Editor’s Note: The Early Learning Nation Studio recently attended the ReadyNation International Global Business Summit on Early Childhood, where we spoke with early learning researchers, policymakers, and practitioners. The full collection of video conversations can be found here.
How can parents turn every day moments with their children – bath time, meal-time, even trips to the laundromat – into learning moments for their kids? Patti Miller, CEO of the Clinton Foundation’s Too Small To Fail, describes the importance of “language-rich parenting” and how no interaction (or child) is too small to ignore.
Transcript: Patti Miller, Too Small To Fail
Early Learning Nation: Patti, welcome to the Early Learning Nation studio.
Patti Miller: It’s great to be here. Thanks for having me.
Early Learning Nation: It’s great to have you. So let’s start. Too Small to Fail. What is it?

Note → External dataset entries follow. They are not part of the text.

//! Enumeration of finalized artifacts under the recordings root. Layout:
//! `{recordings_root}/{session_id}/{node_id}/{recording_id}.{ext}` with a
//! sibling `.json` manifest.

use std::path::Path;

use api::response::{OffloadState, RecordingEntry};

pub async fn list_recordings(root: &Path) -> anyhow::Result<Vec<RecordingEntry>> {
    let mut out = vec![];
    let mut sessions = match tokio::fs::read_dir(root).await {
        Ok(rd) => rd,
        Err(_) => return Ok(out),
    };
    while let Some(session) = sessions.next_entry().await? {
        if !session.file_type().await?.is_dir() {
            continue;
        }
        let session_id = session.file_name().to_string_lossy().to_string();
        let mut nodes = tokio::fs::read_dir(session.path()).await?;
        while let Some(node) = nodes.next_entry().await? {
            if !node.file_type().await?.is_dir() {
                continue;
            }
            let node_id = node.file_name().to_string_lossy().to_string();
            let mut files = tokio::fs::read_dir(node.path()).await?;
            while let Some(file) = files.next_entry().await? {
                let path = file.path();
                if path.extension().map(|e| e == "json").unwrap_or(false) {
                    continue;
                }
                let meta = file.metadata().await?;
                if !meta.is_file() {
                    continue;
                }
                let recording_id = path
                    .file_stem()
                    .map(|s| s.to_string_lossy().to_string())
                    .unwrap_or_default();
                out.push(RecordingEntry {
                    recording_id,
                    session_id: session_id.clone(),
                    node_id: node_id.clone(),
                    file_path: path.display().to_string(),
                    size_bytes: meta.len(),
                    has_manifest: path.with_extension("json").exists(),
                    offload_state: OffloadState::Local,
                });
            }
        }
    }
    out.sort_by(|a, b| a.recording_id.cmp(&b.recording_id));
    Ok(out)
}

#[cfg(test)]
mod tests {
    use super::*;

    #[tokio::test]
    async fn lists_files_with_manifest_flag() {
        let dir = tempfile::tempdir().unwrap();
        let node_dir = dir.path().join("GAME_1").join("CAM_L");
        std::fs::create_dir_all(&node_dir).unwrap();
        std::fs::write(node_dir.join("GAME_1_CAM_L.mp4"), b"data").unwrap();
        std::fs::write(node_dir.join("GAME_1_CAM_L.json"), b"{}").unwrap();
        let other = dir.path().join("GAME_2").join("CAM_L");
        std::fs::create_dir_all(&other).unwrap();
        std::fs::write(other.join("GAME_2_CAM_L.mp4"), b"xy").unwrap();

        let entries = list_recordings(dir.path()).await.unwrap();
        assert_eq!(entries.len(), 2);
        assert!(entries[0].has_manifest);
        assert_eq!(entries[0].session_id, "GAME_1");
        assert_eq!(entries[0].size_bytes, 4);
        assert!(!entries[1].has_manifest);
    }
}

Patti Miller: Too Small to Fail is the early childhood initiative of the Clinton Foundation. We started Too Small to Fail five years ago. It’s a public awareness and action campaign focused on parents and caregivers. And what we’re focused on doing is raising awareness about the importance of language-rich parenting in the early years, from the moment a child’s born and providing parents with tools so they can talk, read, and sing with their infants and toddlers starting at birth.
Early Learning Nation: So why the focus … And I want to ask you about language-rich tools. But let’s first talk about the audience, the parents, the caregivers. Why there?
Patti Miller: What we know is that the first three years of life is one of the most critical periods for brain development. We know what best stimulates brain development in those early years is talking, reading, and singing when parents or other caregivers are actively engaging with young children. We also know that by the time you get to kindergarten almost 60% of children in the United States lack the language and literacy skills they need to be successful in kindergarten. So what we’re trying to do is get awareness out to parents about how important it is to engage from the moment a child is born, even when they can’t talk back, so that we can be boosting their brains and they can be developing their vocabulary so they’ll be kindergarten ready.
Early Learning Nation: When you talk to a parent and say, “Anything, really, is a language-rich opportunity,” are they kind of self conscious about it? What do they say?
Patti Miller: What we try and do is have parents focus on everyday moments and routines. Even the most well-resourced parent is strapped for time, right? And if you’re a parent working a few jobs to make ends meet and someone tells you, “Talk, read, and sing every day for 30 minutes,” you would think, “I would love to, but I don’t have that much time.” So what we try to do is focus on everyday moments and routines, bath time, meal time, you’re in the grocery store. You’re commuting to work on the business or in your car. These are great opportunities to talk and sing with your child and to actively engage with them. Diaper changing time is another great time.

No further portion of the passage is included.